The VALOR (Veterans Affairs Lung Cancer or Stereotactic Radiotherapy) trial will recruit stage I NSCLC patients from multiple VA Medical Centers across the country. Patients who participate in this trial will be treated randomly with either surgery or stereotactic radiotherapy. Doctors will then follow these patients for many years to see if there is any difference in how well the treatments work against their cancer. This trial will show if one treatment is better or if they are both just as good at treating the cancer. The VA Medical Centers are well suited for this study as they have doctors who are experts in both treatments and also see many stage I NSCLC patients.
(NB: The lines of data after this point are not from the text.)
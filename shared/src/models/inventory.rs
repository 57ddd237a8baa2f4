//! Product and intake (ingreso) models

use serde::{Deserialize, Serialize};

/// One product line of an intake, dispatch or order form
#[derive(Debug, Clone, Default, Serialize, Deserialize, PartialEq, Eq)]
pub struct ItemInput {
    #[serde(default)]
    pub name: String,
    #[serde(default)]
    pub brand: String,
    #[serde(default)]
    pub quantity: i32,
}

/// A line of an edited intake or dispatch batch.
/// `entry_id` identifies the persisted entry being rewritten.
#[derive(Debug, Clone, Default, Serialize, Deserialize, PartialEq, Eq)]
pub struct BatchLineInput {
    pub entry_id: Option<i64>,
    #[serde(default, alias = "product")]
    pub name: String,
    #[serde(default)]
    pub brand: String,
    pub quantity: Option<i32>,
}

impl BatchLineInput {
    /// Submitted quantity; a line without one is rejected, zero is allowed
    pub fn edit_quantity(&self) -> Result<i32, &'static str> {
        let quantity = self.quantity.ok_or("Quantity is required")?;
        crate::validation::validate_edit_quantity(quantity)?;
        Ok(quantity)
    }
}

/// Input for registering an intake batch.
///
/// Either `items` or a single top-level `name`/`brand`/`quantity`.
#[derive(Debug, Clone, Default, Deserialize)]
pub struct CreateIngresoInput {
    #[serde(default)]
    pub items: Vec<ItemInput>,
    pub name: Option<String>,
    pub brand: Option<String>,
    pub quantity: Option<i32>,
}

impl CreateIngresoInput {
    pub fn into_items(self) -> Vec<ItemInput> {
        if !self.items.is_empty() {
            return self.items;
        }
        if self.name.is_none() && self.brand.is_none() && self.quantity.is_none() {
            return Vec::new();
        }
        vec![ItemInput {
            name: self.name.unwrap_or_default(),
            brand: self.brand.unwrap_or_default(),
            quantity: self.quantity.unwrap_or_default(),
        }]
    }
}

/// Input for editing an intake batch
#[derive(Debug, Clone, Default, Deserialize)]
pub struct EditIngresoInput {
    #[serde(default)]
    pub items: Vec<BatchLineInput>,
}

/// Intake history filter (`dd/mm/yyyy` or `yyyy-mm-dd`)
#[derive(Debug, Clone, Default, Deserialize)]
pub struct IngresoHistoryQuery {
    pub start: Option<String>,
    pub end: Option<String>,
}

/// Input for overwriting a product's label and stock
#[derive(Debug, Clone, Deserialize)]
pub struct UpdateProductInput {
    #[serde(default)]
    pub name: String,
    #[serde(default)]
    pub brand: String,
    pub stock: Option<i32>,
}

/// Input for merging duplicate products into one
#[derive(Debug, Clone, Deserialize)]
pub struct MergeProductsInput {
    pub target_id: i64,
    #[serde(default)]
    pub sources: Vec<i64>,
    pub new_name: Option<String>,
    pub new_brand: Option<String>,
}

/// Reference rows of a product selected for deletion
#[derive(Debug, Clone, Default, Deserialize)]
pub struct DeleteReferencesInput {
    #[serde(default)]
    pub inventory_entry_ids: Vec<i64>,
    #[serde(default)]
    pub dispatch_entry_ids: Vec<i64>,
    #[serde(default)]
    pub purchase_order_item_ids: Vec<i64>,
}

impl DeleteReferencesInput {
    pub fn is_empty(&self) -> bool {
        self.inventory_entry_ids.is_empty()
            && self.dispatch_entry_ids.is_empty()
            && self.purchase_order_item_ids.is_empty()
    }
}

/// Product autocomplete query
#[derive(Debug, Clone, Default, Deserialize)]
pub struct SuggestQuery {
    #[serde(default)]
    pub q: String,
}

#[cfg(test)]
mod tests {
    use super::*;

    #[test]
    fn test_ingreso_items_take_precedence() {
        let input: CreateIngresoInput = serde_json::from_str(
            r#"{"items":[{"name":"Cemento","brand":"Polpaico","quantity":3}],"name":"x"}"#,
        )
        .unwrap();
        let items = input.into_items();
        assert_eq!(items.len(), 1);
        assert_eq!(items[0].name, "Cemento");
    }

    #[test]
    fn test_ingreso_single_item_form() {
        let input: CreateIngresoInput =
            serde_json::from_str(r#"{"name":"Clavo","brand":"Inchalam","quantity":50}"#).unwrap();
        assert_eq!(
            input.into_items(),
            vec![ItemInput {
                name: "Clavo".into(),
                brand: "Inchalam".into(),
                quantity: 50
            }]
        );
    }

    #[test]
    fn test_ingreso_empty_payload() {
        let input: CreateIngresoInput = serde_json::from_str("{}").unwrap();
        assert!(input.into_items().is_empty());
    }

    #[test]
    fn test_batch_line_accepts_product_alias() {
        let line: BatchLineInput =
            serde_json::from_str(r#"{"entry_id":4,"product":"Clavo","brand":"Inchalam","quantity":0}"#)
                .unwrap();
        assert_eq!(line.entry_id, Some(4));
        assert_eq!(line.name, "Clavo");
        assert_eq!(line.edit_quantity(), Ok(0));
    }

    #[test]
    fn test_batch_line_without_quantity_rejected() {
        let line: BatchLineInput =
            serde_json::from_str(r#"{"entry_id":100,"name":"Cemento","brand":"Polpaico"}"#).unwrap();
        assert_eq!(line.quantity, None);
        assert!(line.edit_quantity().is_err());

        let line: BatchLineInput =
            serde_json::from_str(r#"{"entry_id":100,"name":"Cemento","brand":"Polpaico","quantity":-2}"#)
                .unwrap();
        assert!(line.edit_quantity().is_err());
    }

    #[test]
    fn test_fractional_quantity_rejected() {
        assert!(serde_json::from_str::<ItemInput>(r#"{"name":"a","brand":"b","quantity":1.5}"#).is_err());
    }
}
How Lung Cancer Alliance Is Involved
Lung Cancer Alliance staff directly engaged with the VALOR study team, while the study was being designed, to provide input from lung cancer survivors and we continue to be a proud supporter of the trial. The study is led by Dr. Drew Moghanaki, MD, who is a member of our Medical and Professional Advisory Board, as well as Dr. Tomer Karas, MD.
How Can You Help?
If you are a stage I NSCLC patient starting treatment at a VA Medical Center, your doctor may ask you if you want to join the VALOR trial. Consider participating in the study to receive high quality care and contribute to the effort to know the most effective way to treat early stage lung cancers.
How Is This Research Funded?
This study is funded by the Veterans Affairs Office of Research and Development.